Method of Participation
There are no fees for participating and receiving CME credit for this activity. During the period November 2007 through November 30, 2008, participants must 1) read the learning objectives and faculty disclosures; 2) study the educational activity; 3) electronically complete the posttest by recording the best answer to each question; and 4) complete the evaluation form.
A statement of credit will be issued automatically only upon completing the activity evaluation form and a completed posttest with a score of 70% or better.
Disclosure of Unlabeled Use
This educational activity may contain discussion of published and/or investigational uses of agents that are not indicated by the FDA. Postgraduate Institute for Medicine (PIM), Advanced Studies in Medicine (ASiM) and Merck do not recommend the use of any agent outside of the labeled indications.

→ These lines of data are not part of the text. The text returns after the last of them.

use camp_portal::{
    error::AppError,
    forms::{CampgroundForm, LoginForm, RegisterForm, ReviewForm, violations},
    models::User,
};
use validator::Validate;

// --- Test Utilities ---

fn valid_campground() -> CampgroundForm {
    CampgroundForm {
        title: "Pine Ridge".to_string(),
        price: Some(25.0),
        location: "Denver, CO".to_string(),
        description: "Shady sites under tall pines".to_string(),
        delete_images: vec![],
    }
}

fn messages<T: Validate>(form: &T) -> Vec<String> {
    form.validate()
        .map(|_| Vec::new())
        .unwrap_or_else(|e| violations(&e))
}

// --- Tests ---

#[test]
fn test_campground_form_accepts_valid_input() {
    assert!(valid_campground().validate().is_ok());
    // Zero is an allowed price.
    let free = CampgroundForm {
        price: Some(0.0),
        ..valid_campground()
    };
    assert!(free.validate().is_ok());
}

#[test]
fn test_campground_form_rejects_negative_price() {
    let form = CampgroundForm {
        price: Some(-5.0),
        ..valid_campground()
    };
    assert_eq!(
        messages(&form),
        vec!["price must be greater than or equal to 0"]
    );
}

#[test]
fn test_campground_form_requires_title_and_price() {
    let form = CampgroundForm {
        title: String::new(),
        price: None,
        ..valid_campground()
    };
    assert_eq!(messages(&form), vec!["price is required", "title is required"]);
}

#[test]
fn test_campground_form_rejects_html() {
    let form = CampgroundForm {
        description: "<script>alert('hi')</script>".to_string(),
        ..valid_campground()
    };
    assert_eq!(messages(&form), vec!["description must not include HTML!"]);
}

#[test]
fn test_review_form_rating_bounds() {
    let review = |rating| ReviewForm {
        body: "Lovely".to_string(),
        rating,
    };
    assert!(review(Some(1)).validate().is_ok());
    assert!(review(Some(5)).validate().is_ok());
    assert_eq!(messages(&review(Some(0))), vec!["rating must be between 1 and 5"]);
    assert_eq!(messages(&review(Some(6))), vec!["rating must be between 1 and 5"]);
    assert_eq!(messages(&review(None)), vec!["rating is required"]);
}

#[test]
fn test_register_form_rules() {
    let ok = RegisterForm {
        username: "camper_01".to_string(),
        password: "long-enough".to_string(),
    };
    assert!(ok.validate().is_ok());

    let bad = RegisterForm {
        username: "camper 01".to_string(),
        password: "short".to_string(),
    };
    let found = messages(&bad);
    assert_eq!(found.len(), 2);
    assert!(found[0].starts_with("password "));
    assert!(found[1].starts_with("username "));
}

#[test]
fn test_login_form_requires_both_fields() {
    let form = LoginForm::default();
    assert_eq!(
        messages(&form),
        vec!["password is required", "username is required"]
    );
}

#[test]
fn test_validation_error_joins_with_comma() {
    let err = AppError::Validation(messages(&CampgroundForm {
        title: String::new(),
        price: Some(-1.0),
        ..valid_campground()
    }));
    assert_eq!(err.status(), axum::http::StatusCode::BAD_REQUEST);
    assert_eq!(
        err.public_message(),
        "price must be greater than or equal to 0,title is required"
    );
}

#[test]
fn test_user_password_hash_is_never_serialized() {
    let user = User {
        username: "camper".to_string(),
        password_hash: "$argon2id$v=19$secret".to_string(),
        ..User::default()
    };
    let json = serde_json::to_string(&user).unwrap();
    assert!(json.contains("camper"));
    assert!(!json.contains("argon2id"));
}
use axum::{
    extract::{multipart::MultipartError, multipart::MultipartRejection, rejection::FormRejection},
    http::StatusCode,
    response::{IntoResponse, Response},
};

use crate::{repository::RepositoryError, storage::StorageError, views};

/// Shown whenever the real cause must not leak to the client.
pub const FALLBACK_MESSAGE: &str = "Oh No, Something Went Wrong!";

/// AppError
///
/// The single error type every handler, extractor and guard bubbles up. Converting it
/// into a response is the application's one top-level error handler: it picks the status
/// code, logs server-side failures, and renders the error page.
#[derive(Debug, thiserror::Error)]
pub enum AppError {
    /// Form input failed its schema. Carries one message per violation.
    #[error("{}", .0.join(","))]
    Validation(Vec<String>),
    /// The request body could not be read or decoded at all.
    #[error("{0}")]
    BadRequest(String),
    #[error("{0}")]
    NotFound(String),
    #[error(transparent)]
    Repository(#[from] RepositoryError),
    #[error(transparent)]
    Storage(#[from] StorageError),
    #[error("session error: {0}")]
    Session(#[from] tower_sessions::session::Error),
    #[error("password hashing failed: {0}")]
    PasswordHash(String),
}

impl AppError {
    pub fn status(&self) -> StatusCode {
        match self {
            AppError::Validation(_) | AppError::BadRequest(_) => StatusCode::BAD_REQUEST,
            AppError::NotFound(_) => StatusCode::NOT_FOUND,
            AppError::Repository(_)
            | AppError::Storage(_)
            | AppError::Session(_)
            | AppError::PasswordHash(_) => StatusCode::INTERNAL_SERVER_ERROR,
        }
    }

    /// The text shown to the user. Server-side failures always get the fallback.
    pub fn public_message(&self) -> String {
        if self.status().is_server_error() {
            return FALLBACK_MESSAGE.to_string();
        }
        let message = self.to_string();
        if message.trim().is_empty() {
            FALLBACK_MESSAGE.to_string()
        } else {
            message
        }
    }
}

impl IntoResponse for AppError {
    fn into_response(self) -> Response {
        let status = self.status();
        if status.is_server_error() {
            tracing::error!(error = %self, "request failed");
        } else {
            tracing::debug!(error = %self, %status, "request rejected");
        }
        (status, views::error_page(status, &self.public_message())).into_response()
    }
}

impl From<MultipartRejection> for AppError {
    fn from(rejection: MultipartRejection) -> Self {
        AppError::BadRequest(rejection.body_text())
    }
}

impl From<MultipartError> for AppError {
    fn from(err: MultipartError) -> Self {
        AppError::BadRequest(err.body_text())
    }
}

impl From<FormRejection> for AppError {
    fn from(rejection: FormRejection) -> Self {
        AppError::BadRequest(rejection.body_text())
    }
}

pub type AppResult<T> = Result<T, AppError>;
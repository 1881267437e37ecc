use serde_json::Value;
use std::sync::Arc;
use uuid::Uuid;

use mentor_config::MentorConfig;
use mentor_core::{MentorError, Result, Transcript};
use mentor_oracle::{Oracle, OracleReply, OracleRequest};
use mentor_store::{ConceptSearch, SqliteStore};

/// Everything an action handler may need beyond its oracle-supplied
/// arguments: the collaborator handles and the caller-held values of the
/// current session. This is the dependency-injection seam - storage and
/// identifiers never leak into the oracle's reasoning.
#[derive(Clone)]
pub struct ActionContext {
    pub store: Arc<SqliteStore>,
    pub search: Arc<dyn ConceptSearch>,
    pub oracle: Arc<dyn Oracle>,
    pub config: MentorConfig,

    pub tenant_id: Uuid,
    pub learner_id: Uuid,
    pub goal_id: Uuid,
    pub topic_id: Option<Uuid>,
    pub retry_count: u32,
    pub max_retries: u32,

    /// Caller-held values (question, explanation, learner response, …)
    /// used to complete arguments the oracle omitted.
    pub seed: serde_json::Map<String, Value>,
}

impl ActionContext {
    pub fn new(
        store: Arc<SqliteStore>,
        search: Arc<dyn ConceptSearch>,
        oracle: Arc<dyn Oracle>,
        config: MentorConfig,
        tenant_id: Uuid,
        learner_id: Uuid,
        goal_id: Uuid,
    ) -> Self {
        Self {
            store,
            search,
            oracle,
            config,
            tenant_id,
            learner_id,
            goal_id,
            topic_id: None,
            retry_count: 0,
            max_retries: 3,
            seed: serde_json::Map::new(),
        }
    }

    /// Add a caller-held value used to fill omitted arguments.
    pub fn with_seed(mut self, key: &str, value: Value) -> Self {
        self.seed.insert(key.to_string(), value);
        self
    }

    /// Read a string seed value, falling back to empty.
    pub fn seed_str(&self, key: &str) -> &str {
        self.seed.get(key).and_then(|v| v.as_str()).unwrap_or("")
    }

    /// Identifier arguments are always overwritten from the context -
    /// the oracle cannot know them and must not be trusted to echo them.
    pub fn identifier_args(&self) -> Vec<(&'static str, Value)> {
        let mut args = vec![
            ("tenant_id", Value::String(self.tenant_id.to_string())),
            ("learner_id", Value::String(self.learner_id.to_string())),
            ("goal_id", Value::String(self.goal_id.to_string())),
            ("retry_count", Value::from(self.retry_count)),
            ("max_retries", Value::from(self.max_retries)),
        ];
        if let Some(topic_id) = self.topic_id {
            args.push(("topic_id", Value::String(topic_id.to_string())));
        }
        args
    }

    /// One-shot generation through the oracle with no actions offered.
    /// Used by handlers whose work is itself a text-generation task.
    pub async fn generate(&self, system: &str, input: &str) -> Result<String> {
        let request = OracleRequest {
            system: system.to_string(),
            input: input.to_string(),
            transcript: Transcript::new(),
            actions: vec![],
            temperature: self.config.oracle.temperature,
            max_tokens: self.config.oracle.max_tokens,
        };
        match self.oracle.complete(&request).await? {
            OracleReply::Text(text) => Ok(text),
            OracleReply::Action(call) => Err(MentorError::Oracle(format!(
                "expected text, oracle requested action {}",
                call.name
            ))),
        }
    }
}

/// Read a string argument, falling back to empty.
pub fn arg_str<'a>(args: &'a Value, key: &str) -> &'a str {
    args.get(key).and_then(|v| v.as_str()).unwrap_or("")
}

/// Read a string-array argument, falling back to empty.
pub fn arg_str_vec(args: &Value, key: &str) -> Vec<String> {
    args.get(key)
        .and_then(|v| v.as_array())
        .map(|items| {
            items
                .iter()
                .filter_map(|v| v.as_str().map(String::from))
                .collect()
        })
        .unwrap_or_default()
}

/// Deserialize a typed argument, falling back to default.
pub fn arg_typed<T: serde::de::DeserializeOwned + Default>(args: &Value, key: &str) -> T {
    args.get(key)
        .cloned()
        .and_then(|v| serde_json::from_value(v).ok())
        .unwrap_or_default()
}
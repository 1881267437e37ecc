use tracing::warn;

use mentor_core::Transcript;

/// Pull the latest observation a matcher accepts out of a transcript, or
/// fall back to the task's default.
///
/// A missing tag is the `ExtractionMismatch` condition: logged, never
/// fatal - the caller receives the default output and the session keeps
/// moving.
pub fn extract_or_default<T: Default>(
    transcript: &Transcript,
    task: &str,
    expected: &str,
    matcher: impl Fn(&mentor_core::Observation) -> Option<T>,
) -> T {
    match transcript.find_latest(matcher) {
        Some(value) => value,
        None => {
            warn!(task, expected, "extraction mismatch, using default");
            T::default()
        }
    }
}

/// Like [`extract_or_default`] but for optional outputs where absence is
/// an expected outcome rather than a mismatch.
pub fn extract_optional<T>(
    transcript: &Transcript,
    matcher: impl Fn(&mentor_core::Observation) -> Option<T>,
) -> Option<T> {
    transcript.find_latest(matcher)
}

#[cfg(test)]
mod tests {
    use super::*;
    use mentor_core::{ActionCall, Observation, TeachingStyle};
    use serde_json::json;

    #[test]
    fn test_extract_or_default_returns_default_on_mismatch() {
        let transcript = Transcript::new();
        let text = extract_or_default(&transcript, "generate_explanation", "explanation", |obs| {
            match obs {
                Observation::Explanation { text, .. } => Some(text.clone()),
                _ => None,
            }
        });
        assert_eq!(text, String::default());
    }

    #[test]
    fn test_extract_or_default_finds_tagged_observation() {
        let mut transcript = Transcript::new();
        transcript.push(
            ActionCall::new("generate_explanation", json!({})),
            Observation::Explanation {
                text: "VAT is a consumption tax.".into(),
                style: TeachingStyle::Guided,
            },
        );
        let text = extract_or_default(&transcript, "generate_explanation", "explanation", |obs| {
            match obs {
                Observation::Explanation { text, .. } => Some(text.clone()),
                _ => None,
            }
        });
        assert_eq!(text, "VAT is a consumption tax.");
    }
}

The opinions expressed in the educational activity are those of the faculty and do not necessarily represent the views of PIM, ASiM, and Merck. Please refer to the official prescribing information for each product for discussion of approved indications, contraindications, and warnings.
Participants have an implied responsibility to use the newly acquired information to enhance patient outcomes and their own professional development. The information presented in this activity is not meant to serve as a guideline for patient management. Any procedures, medications, or other courses of diagnosis or treatment discussed or suggested in this activity should not be used by clinicians without evaluation of their patient’s conditions and possible contraindications on dangers in use, review of any applicable manufacturer’s product information, and comparison with recommendations of other authorities.